= Emmanuel Pierre-Antoine =

Haitian ballroom dancer

Emmanuel Pierre-Antoine (born in Haiti) is a professional ballroom dancer based in New York City. He currently competes in the American Rhythm division with Liana Churilova and is ranked first in the United States.

A student of ballet, jazz, modern dance, Haitian folklore, and ballroom dance, his passion for partner dancing led him to found Caminito, a top school of international-style ballroom dance in his native Haiti. He came to be honored as an official dance representative of Haiti when competing abroad.

Antoine closed Caminito in 2003 and moved to New York to further his dance career.

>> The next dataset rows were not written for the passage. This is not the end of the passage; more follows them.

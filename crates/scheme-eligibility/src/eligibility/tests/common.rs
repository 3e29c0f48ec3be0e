use std::collections::HashMap;
use std::sync::{Arc, Mutex};

use axum::response::Response;
use chrono::NaiveDate;
use serde_json::{json, Value};
use uuid::Uuid;

use crate::eligibility::domain::{
    Applicant, ApplicantId, Application, ApplicationId, Scheme, SchemeId,
};
use crate::eligibility::repository::{
    ApplicantRepository, ApplicationRepository, RepositoryError, SchemeRepository,
};
use crate::eligibility::{ApplicationService, EligibilityService};

pub(super) fn today() -> NaiveDate {
    NaiveDate::from_ymd_opt(2024, 6, 15).expect("valid date")
}

pub(super) fn applicant_id() -> ApplicantId {
    ApplicantId(Uuid::from_u128(0xa11ce))
}

pub(super) fn applicant() -> Applicant {
    Applicant {
        id: applicant_id(),
        name: "Mary Tan".to_string(),
        employment_status: "employed".to_string(),
        sex: "female".to_string(),
        date_of_birth: NaiveDate::from_ymd_opt(1984, 3, 2).expect("valid date"),
        last_employed: None,
        income: 15_000,
        marital_status: "married".to_string(),
        disability_status: "none".to_string(),
        number_of_children: 2,
        household: Vec::new(),
    }
}

pub(super) fn unemployed_applicant(last_employed: NaiveDate) -> Applicant {
    Applicant {
        employment_status: "unemployed".to_string(),
        last_employed: Some(last_employed),
        ..applicant()
    }
}

pub(super) fn scheme(seq: u128, name: &str, criteria: Value) -> Scheme {
    Scheme {
        id: SchemeId(Uuid::from_u128(seq)),
        name: name.to_string(),
        criteria,
        benefits: json!({ "amount": 500 }),
    }
}

pub(super) fn low_income_scheme() -> Scheme {
    scheme(
        1,
        "Low Income Assistance",
        json!({ "rules": [{ "field": "income", "operator": "<=", "value": 20000 }] }),
    )
}

pub(super) fn retrenchment_scheme() -> Scheme {
    scheme(
        2,
        "Retrenchment Assistance",
        json!({ "rules": [
            { "field": "employment_status", "operator": "==", "value": "unemployed" },
            { "field": "last_employed", "operator": ">=", "value": 6 }
        ] }),
    )
}

pub(super) fn universal_scheme() -> Scheme {
    scheme(3, "Universal Grant", json!({ "rules": [] }))
}

pub(super) fn malformed_scheme() -> Scheme {
    scheme(4, "Broken Scheme", json!({ "rules": { "field": "income" } }))
}

#[derive(Default, Clone)]
pub(super) struct MemoryApplicants {
    records: Arc<Mutex<HashMap<ApplicantId, Applicant>>>,
}

impl MemoryApplicants {
    pub(super) fn with(applicants: Vec<Applicant>) -> Self {
        let store = Self::default();
        {
            let mut guard = store.records.lock().expect("applicant mutex poisoned");
            for applicant in applicants {
                guard.insert(applicant.id, applicant);
            }
        }
        store
    }
}

impl ApplicantRepository for MemoryApplicants {
    fn fetch(&self, id: &ApplicantId) -> Result<Option<Applicant>, RepositoryError> {
        let guard = self.records.lock().expect("applicant mutex poisoned");
        Ok(guard.get(id).cloned())
    }
}

#[derive(Default, Clone)]
pub(super) struct MemorySchemes {
    records: Arc<Mutex<Vec<Scheme>>>,
}

impl MemorySchemes {
    pub(super) fn with(schemes: Vec<Scheme>) -> Self {
        Self {
            records: Arc::new(Mutex::new(schemes)),
        }
    }
}

impl SchemeRepository for MemorySchemes {
    fn all(&self) -> Result<Vec<Scheme>, RepositoryError> {
        Ok(self.records.lock().expect("scheme mutex poisoned").clone())
    }
}

#[derive(Default, Clone)]
pub(super) struct MemoryApplications {
    pub(super) records: Arc<Mutex<Vec<Application>>>,
}

impl ApplicationRepository for MemoryApplications {
    fn insert(&self, application: Application) -> Result<Application, RepositoryError> {
        let mut guard = self.records.lock().expect("application mutex poisoned");
        if guard.iter().any(|stored| stored.id == application.id) {
            return Err(RepositoryError::Conflict);
        }
        guard.push(application.clone());
        Ok(application)
    }

    fn update(&self, application: Application) -> Result<(), RepositoryError> {
        let mut guard = self.records.lock().expect("application mutex poisoned");
        match guard.iter_mut().find(|stored| stored.id == application.id) {
            Some(stored) => {
                *stored = application;
                Ok(())
            }
            None => Err(RepositoryError::NotFound),
        }
    }

    fn fetch(&self, id: &ApplicationId) -> Result<Option<Application>, RepositoryError> {
        let guard = self.records.lock().expect("application mutex poisoned");
        Ok(guard.iter().find(|stored| &stored.id == id).cloned())
    }

    fn list(&self) -> Result<Vec<Application>, RepositoryError> {
        Ok(self.records.lock().expect("application mutex poisoned").clone())
    }

    fn remove(&self, id: &ApplicationId) -> Result<Application, RepositoryError> {
        let mut guard = self.records.lock().expect("application mutex poisoned");
        let position = guard
            .iter()
            .position(|stored| &stored.id == id)
            .ok_or(RepositoryError::NotFound)?;
        Ok(guard.remove(position))
    }
}

pub(super) struct UnavailableRepository;

impl ApplicantRepository for UnavailableRepository {
    fn fetch(&self, _id: &ApplicantId) -> Result<Option<Applicant>, RepositoryError> {
        Err(RepositoryError::Unavailable("database offline".to_string()))
    }
}

impl SchemeRepository for UnavailableRepository {
    fn all(&self) -> Result<Vec<Scheme>, RepositoryError> {
        Err(RepositoryError::Unavailable("database offline".to_string()))
    }
}

impl ApplicationRepository for UnavailableRepository {
    fn insert(&self, _application: Application) -> Result<Application, RepositoryError> {
        Err(RepositoryError::Unavailable("database offline".to_string()))
    }

    fn update(&self, _application: Application) -> Result<(), RepositoryError> {
        Err(RepositoryError::Unavailable("database offline".to_string()))
    }

    fn fetch(&self, _id: &ApplicationId) -> Result<Option<Application>, RepositoryError> {
        Err(RepositoryError::Unavailable("database offline".to_string()))
    }

    fn list(&self) -> Result<Vec<Application>, RepositoryError> {
        Err(RepositoryError::Unavailable("database offline".to_string()))
    }

    fn remove(&self, _id: &ApplicationId) -> Result<Application, RepositoryError> {
        Err(RepositoryError::Unavailable("database offline".to_string()))
    }
}

pub(super) type MemoryEligibility = EligibilityService<MemoryApplicants, MemorySchemes>;
pub(super) type MemoryApplicationService =
    ApplicationService<MemoryApplicants, MemorySchemes, MemoryApplications>;

pub(super) fn eligibility_service(
    applicants: Vec<Applicant>,
    schemes: Vec<Scheme>,
) -> MemoryEligibility {
    EligibilityService::new(
        Arc::new(MemoryApplicants::with(applicants)),
        Arc::new(MemorySchemes::with(schemes)),
    )
}

pub(super) fn standard_schemes() -> Vec<Scheme> {
    vec![
        low_income_scheme(),
        malformed_scheme(),
        retrenchment_scheme(),
        universal_scheme(),
    ]
}

pub(super) fn build_application_service(
    applicants: Vec<Applicant>,
) -> (MemoryApplicationService, Arc<MemoryApplications>) {
    let eligibility = Arc::new(eligibility_service(applicants, standard_schemes()));
    let applications = Arc::new(MemoryApplications::default());
    let service = ApplicationService::new(eligibility, applications.clone());
    (service, applications)
}

pub(super) async fn read_json_body(response: Response) -> Value {
    let body = axum::body::to_bytes(response.into_body(), 64 * 1024)
        .await
        .expect("read body");
    serde_json::from_slice(&body).expect("json payload")
}
use std::io::{self, Stdout};
use std::time::Instant;

use anyhow::{Context, Result};
use crossterm::event::{self, DisableMouseCapture, EnableMouseCapture, Event, KeyEventKind};
use crossterm::execute;
use crossterm::terminal::{
    disable_raw_mode, enable_raw_mode, EnterAlternateScreen, LeaveAlternateScreen,
};
use ratatui::backend::CrosstermBackend;
use ratatui::Terminal;

use crate::config::AppConfig;
use crate::core::AppContext;

mod app;
mod buffer;
mod constants;
mod helpers;
mod surface;

use app::App;
use constants::TICK_RATE;

type Backend = CrosstermBackend<Stdout>;

pub fn run(config: AppConfig) -> Result<()> {
    // Open storage before touching the terminal so failures print normally.
    let context = AppContext::open(config.clone())?;
    let controller = context.into_controller();
    tracing::info!(
        tasks = controller.store().len(),
        db = %config.db_path().display(),
        source = %config.source(),
        "starting terminal ui"
    );

    let mut stdout = io::stdout();
    enable_raw_mode().context("failed to enable raw mode")?;
    execute!(stdout, EnterAlternateScreen, EnableMouseCapture)
        .context("failed to enter alternate screen")?;

    let backend = CrosstermBackend::new(stdout);
    let mut terminal = Terminal::new(backend).context("failed to initialize terminal")?;
    terminal.hide_cursor().context("failed to hide cursor")?;

    let mut app = App::new(config, controller);
    let result = run_app(&mut terminal, &mut app);

    disable_raw_mode().context("failed to disable raw mode")?;
    execute!(
        terminal.backend_mut(),
        LeaveAlternateScreen,
        DisableMouseCapture
    )
    .context("failed to leave alternate screen")?;
    terminal.show_cursor().context("failed to show cursor")?;

    result
}

fn run_app(terminal: &mut Terminal<Backend>, app: &mut App) -> Result<()> {
    let mut last_tick = Instant::now();
    loop {
        terminal.draw(|f| app.draw(f))?;
        if app.should_quit() {
            break;
        }

        let timeout = TICK_RATE
            .checked_sub(last_tick.elapsed())
            .unwrap_or_else(|| std::time::Duration::from_secs(0));

        if event::poll(timeout)? {
            match event::read()? {
                Event::Key(key) if key.kind == KeyEventKind::Press => app.on_key(key),
                Event::Mouse(mouse) => app.on_mouse(mouse),
                _ => {}
            }
        }

        if last_tick.elapsed() >= TICK_RATE {
            app.on_tick();
            last_tick = Instant::now();
        }
    }

    tracing::info!("terminal ui closed");
    Ok(())
}
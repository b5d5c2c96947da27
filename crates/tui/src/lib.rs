pub mod cli;
pub mod commands;
pub mod config;
pub mod logging;
pub mod tui;

pub use taskpad_core as core;
pub use taskpad_core::model;
pub use taskpad_core::AppConfig;
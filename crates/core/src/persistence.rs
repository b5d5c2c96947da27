//! Round-trips the task sequence through a single storage slot.

use serde::{Deserialize, Serialize};

use crate::model::{normalize_text, Task};
use crate::storage::SlotStorage;

/// Slot holding the serialized task sequence.
pub const TASKS_SLOT: &str = "tasks";

/// Persisted shape of a task. Field order is part of the format.
#[derive(Debug, Serialize)]
struct StoredTask<'a> {
    text: &'a str,
    completed: bool,
}

#[derive(Debug, Deserialize)]
struct LoadedTask {
    text: String,
    completed: bool,
}

pub struct TaskPersistence {
    storage: Box<dyn SlotStorage>,
}

impl TaskPersistence {
    pub fn new<S: SlotStorage + 'static>(storage: S) -> Self {
        Self {
            storage: Box::new(storage),
        }
    }

    /// Overwrite the slot with the full sequence. Failures are logged and dropped.
    pub fn save(&mut self, tasks: &[Task]) {
        let records: Vec<StoredTask<'_>> = tasks
            .iter()
            .map(|task| StoredTask {
                text: &task.text,
                completed: task.completed,
            })
            .collect();

        let encoded = match serde_json::to_string(&records) {
            Ok(encoded) => encoded,
            Err(err) => {
                tracing::warn!(error = %err, "failed to encode tasks");
                return;
            }
        };

        match self.storage.write(TASKS_SLOT, &encoded) {
            Ok(()) => tracing::debug!(count = tasks.len(), "persisted tasks"),
            Err(err) => tracing::warn!(error = %err, "failed to persist tasks"),
        }
    }

    /// Read the slot back. Missing or malformed data reads as an empty list.
    pub fn load(&self) -> Vec<Task> {
        let raw = match self.storage.read(TASKS_SLOT) {
            Ok(Some(raw)) => raw,
            Ok(None) => return Vec::new(),
            Err(err) => {
                tracing::warn!(error = %err, "failed to read tasks, starting empty");
                return Vec::new();
            }
        };

        let records: Vec<LoadedTask> = match serde_json::from_str(&raw) {
            Ok(records) => records,
            Err(err) => {
                tracing::warn!(error = %err, "ignoring unparseable tasks slot");
                return Vec::new();
            }
        };

        records
            .into_iter()
            .filter_map(|record| match normalize_text(&record.text) {
                Ok(text) => Some(Task::new(text, record.completed)),
                Err(_) => {
                    tracing::warn!(text = record.text.as_str(), "dropping invalid stored task");
                    None
                }
            })
            .collect()
    }
}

In 2004, he partnered with fellow Haitian Alexandra Gregoire in American Rhythm, and the two took 4th place in the World Mambo Championships that year. Between 2005 and 2006, the pair also won the Empire State Ballroom Challenge and Las Vegas Holiday Classic.

After Gregoire moved to Florida to be with family, Antoine paired with fellow Stepping Out Studios instructor Joanna Zacharewicz. They won the World Mambo Championships in 2005, and got 2nd place in the 2006 U.S. National Dancesport Champions (Professional Rhythm) in 2006. Their success also garnered them appearances on PBS' America's Ballroom Challenge and ABC's Dancing With The Stars.

In 2007, Zacharewicz and Antoine ended their partnership, and Antoine paired with American Rhythm champion Julia Powers, whose husband and longtime partner Bob Powers had been forced to retire from competition due to an injury. The pair placed 3rd in the U.S. National Dancesport Champions (Professional Rhythm), and 2nd in the National Showdance Championships in American Rhythm.

His two-year-old son, Ishaan, was killed in the 2010 Haiti earthquake.